◆ Work request:
Using the records below, write out again exactly the lines that begin at the line containing "bits.put(MAIN_DATA_BEGIN as u32, 9);" and end at the line containing "for _ in 0..n_pairs", and no other lines.

Input records section start

#[test]
fn layer3_intensity_and_mid_side_stream() {
    let mut rng = SmallRng::seed_from_u64(0x4c33);
    let stream: Vec<u8> = (0..6).flat_map(|_| layer3_joint_frame(&mut rng)).collect();

    let mut file = open(stream);
    assert_eq!(file.channels(), 2);

    let samples = decode_all(&mut file);

    assert_eq!(samples.len(), 2 * 6 * 1152);
    assert!(samples.iter().all(|s| s.is_finite()));

    let left: Vec<f32> = samples.iter().step_by(2).copied().collect();
    let right: Vec<f32> = samples.iter().skip(1).step_by(2).copied().collect();

    assert!(left.iter().any(|&s| s != 0.0));
    assert!(right.iter().any(|&s| s != 0.0));
    assert!(left.iter().zip(&right).any(|(l, r)| (l - r).abs() > 1e-4));
}

/// A mono layer 3 stream in which the main_data of every frame begins 100 bytes into the tail of
/// the frame before it. The first frame has nothing to borrow from and decodes no samples.
fn borrowing_layer3_stream(seed: u64, n_frames: usize) -> Vec<u8> {
    const MAIN_DATA_BEGIN: usize = 100;
    const MAIN_DATA_LEN: usize = 417 - 4 - 17;

    let mut rng = SmallRng::seed_from_u64(seed);

    // Unused main_data is random.
    let mut main_data: Vec<Vec<u8>> =
        (0..n_frames).map(|_| (0..MAIN_DATA_LEN).map(|_| rng.random()).collect()).collect();

    let mut side_info = Vec::new();

    for k in 0..n_frames {
        let mut granules = BitWriter::default();
        let mut bits = BitWriter::default();

        bits.put(MAIN_DATA_BEGIN as u32, 9);
        // Private bits, scfsi.
        bits.put(0, 5);
        bits.put(0, 4);

        for _ in 0..2 {
            let n_pairs = rng.random_range(1..=40);
            let mut len = 0;

            for _ in 0..n_pairs {
                let (x, y) = (rng.random_range(0..2), rng.random_range(0..2));
                len += put_table1_pair(&mut granules, &mut rng, x, y);
            }

            put_granule_channel(&mut bits, len, n_pairs, rng.random_range(190..206));
        }

        side_info.push(bits.into_bytes(17));

        if k > 0 {
            let start = MAIN_DATA_LEN - MAIN_DATA_BEGIN;
            main_data[k - 1][start..].copy_from_slice(&granules.into_bytes(MAIN_DATA_BEGIN));
        }
    }

    side_info
        .into_iter()
        .zip(main_data)
        .flat_map(|(mut payload, main_data)| {
            payload.extend(main_data);
            frame(L3_MONO, &payload)
        })
        .collect()
}

#[test]
fn layer3_seek_with_borrowed_main_data() {
    let mut file = open(borrowing_layer3_stream(0x5eed, 12));

    assert_eq!(file.sample_count().unwrap(), Some(12 * 1152));

    let all = decode_all(&mut file);

    // The first frame underflows the bit reservoir.
    assert_eq!(all.len(), 11 * 1152);
    assert!(all.iter().all(|s| s.is_finite()));
    assert!(all.iter().any(|&s| s != 0.0));
    assert_eq!(file.position(), 12 * 1152);

    for &position in &[0, 100, 1152 + 37, 5 * 1152 + 300, 11 * 1152 + 1] {
        file.set_position(position).unwrap();

        // Samples of the lost frame are never returned.
        let start = position.max(1152);

        let mut buf = [0f32; 6];
        assert_eq!(file.read_samples(&mut buf).unwrap(), 6);
        assert_eq!(file.position(), start + 6);

        let mut samples = buf.to_vec();
        samples.extend(decode_all(&mut file));

        assert_close(&samples, &all[(start - 1152) as usize..]);
        assert_eq!(file.position(), 12 * 1152);
    }
}

#[test]
fn not_an_mpeg_stream() {
    let stream = b"This is plain text, not MPEG audio. ".repeat(100);

    match MpegFile::new(Box::new(Cursor::new(stream))) {
        Err(Error::FormatError(_)) => (),
        _ => panic!("expected a format error"),
    }
}

#[test]
fn decoding_is_deterministic() {
    let stream = random_stream(1, 20);

    let first = decode_all(&mut open(stream.clone()));
    let second = decode_all(&mut open(stream));

    assert_eq!(first.len(), 2 * 20 * 384);
    assert!(first.iter().any(|&s| s != 0.0));
    assert_eq!(first, second);
}

#[test]
fn seek_matches_sequential_decode() {
    let stream = random_stream(2, 20);

    let mut file = open(stream);
    let sequential = decode_all(&mut file);

    for &position in &[0u64, 1, 383, 384, 1000, 2500, 5000, 20 * 384 - 1, 20 * 384] {
        file.set_position(position).unwrap();
        assert_eq!(file.position(), position);

        let samples = decode_all(&mut file);

        assert_close(&samples, &sequential[2 * position as usize..]);
    }
}

#[test]
fn time_based_seek() {
    let mut file = open(random_stream(3, 10));

    file.set_time(Duration::from_millis(100)).unwrap();

    assert_eq!(file.position(), 3200);
    assert_eq!(file.time(), Duration::from_millis(100));
    assert_eq!(decode_all(&mut file).len(), 2 * (10 * 384 - 3200));
}

#[test]
fn seek_errors() {
    let mut file = open(silent(L1_STEREO, 48, 4));

    match file.set_position(4 * 384 + 1) {
        Err(Error::SeekError(SeekErrorKind::OutOfRange)) => (),
        _ => panic!("expected an out-of-range error"),
    }

    let source = ReadOnlySource::new(Cursor::new(silent(L1_STEREO, 48, 4)));
    let mut file = MpegFile::new(Box::new(source)).unwrap();

    match file.set_position(0) {
        Err(Error::SeekError(SeekErrorKind::Unseekable)) => (),
        _ => panic!("expected an unseekable error"),
    }
}

#[test]
fn downmix_is_average_of_left_and_right() {
    let stream = random_stream(4, 8);

    let decode_mode = |mode: StereoMode| {
        let options = MpegFileOptions {
            decoder: DecoderOptions { stereo_mode: mode, ..Default::default() },
            ..Default::default()
        };

        let mut file = open_with(stream.clone(), &options);
        assert_eq!(file.output_channels(), 1);
        decode_all(&mut file)
    };

    let left = decode_mode(StereoMode::LeftOnly);
    let right = decode_mode(StereoMode::RightOnly);
    let downmix = decode_mode(StereoMode::DownmixToMono);

    assert_eq!(downmix.len(), 8 * 384);
    assert!(left != right);

    for ((&l, &r), &m) in left.iter().zip(&right).zip(&downmix) {
        assert_eq!(m, (l + r) / 2.0);
    }
}

#[test]
fn stereo_mode_change_keeps_position() {
    let stream = random_stream(5, 4);

    let both = decode_all(&mut open(stream.clone()));

    let mut file = open(stream);
    let mut buf = vec![0f32; 500];

    // 250 sample frames in stereo, then the remainder of the stream from the left channel.
    assert_eq!(file.read_samples(&mut buf).unwrap(), 500);
    assert_eq!(file.position(), 250);

    file.set_stereo_mode(StereoMode::LeftOnly);
    assert_eq!(file.output_channels(), 1);

    let left = decode_all(&mut file);

    assert_eq!(left.len(), 4 * 384 - 250);
    assert_eq!(file.position(), 4 * 384);

    for (i, &l) in left.iter().enumerate() {
        assert_eq!(l, both[2 * (250 + i)]);
    }
}

#[test]
fn equalizer_scales_sub_bands() {
    let stream = random_stream(6, 6);

    let reference = decode_all(&mut open(stream.clone()));

    // 0 dB in every band is the identity.
    let mut file = open(stream.clone());
    file.set_eq(&[0.0; 32]);
    assert_eq!(decode_all(&mut file), reference);

    // -6 dB in every band halves the output.
    let mut file = open(stream.clone());
    file.set_eq(&[-6.0; 32]);
    let halved: Vec<f32> = reference.iter().map(|&s| 0.5 * s).collect();
    assert_close(&decode_all(&mut file), &halved);

    // Equalizers without 32 bands are ignored.
    let mut file = open(stream);
    file.set_eq(&[-6.0; 10]);
    assert_eq!(decode_all(&mut file), reference);
}

#[test]
fn forward_only_with_read_ahead_thread() {
    let options = MpegFileOptions {
        reader: ReaderOptions {
            max_read_ahead: 1000,
            poll_interval: Duration::from_millis(1),
            ..Default::default()
        },
        ..Default::default()
    };

    let source = ReadOnlySource::new(Cursor::new(silent(L1_STEREO, 48, 200)));
    let mut file = MpegFile::with_options(Box::new(source), &options).unwrap();

    assert!(!file.can_seek());
    assert_eq!(file.sample_count().unwrap(), None);

    let reader = file.reader();
    let scanner = thread::spawn(move || reader.read_to_end());

    assert_eq!(decode_all(&mut file).len(), 2 * 200 * 384);

    scanner.join().unwrap().unwrap();

    assert_eq!(file.sample_count().unwrap(), Some(200 * 384));
}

Input records section end

◆ Solution for this exercise:
        bits.put(MAIN_DATA_BEGIN as u32, 9);
        // Private bits, scfsi.
        bits.put(0, 5);
        bits.put(0, 4);

        for _ in 0..2 {
            let n_pairs = rng.random_range(1..=40);
            let mut len = 0;

            for _ in 0..n_pairs {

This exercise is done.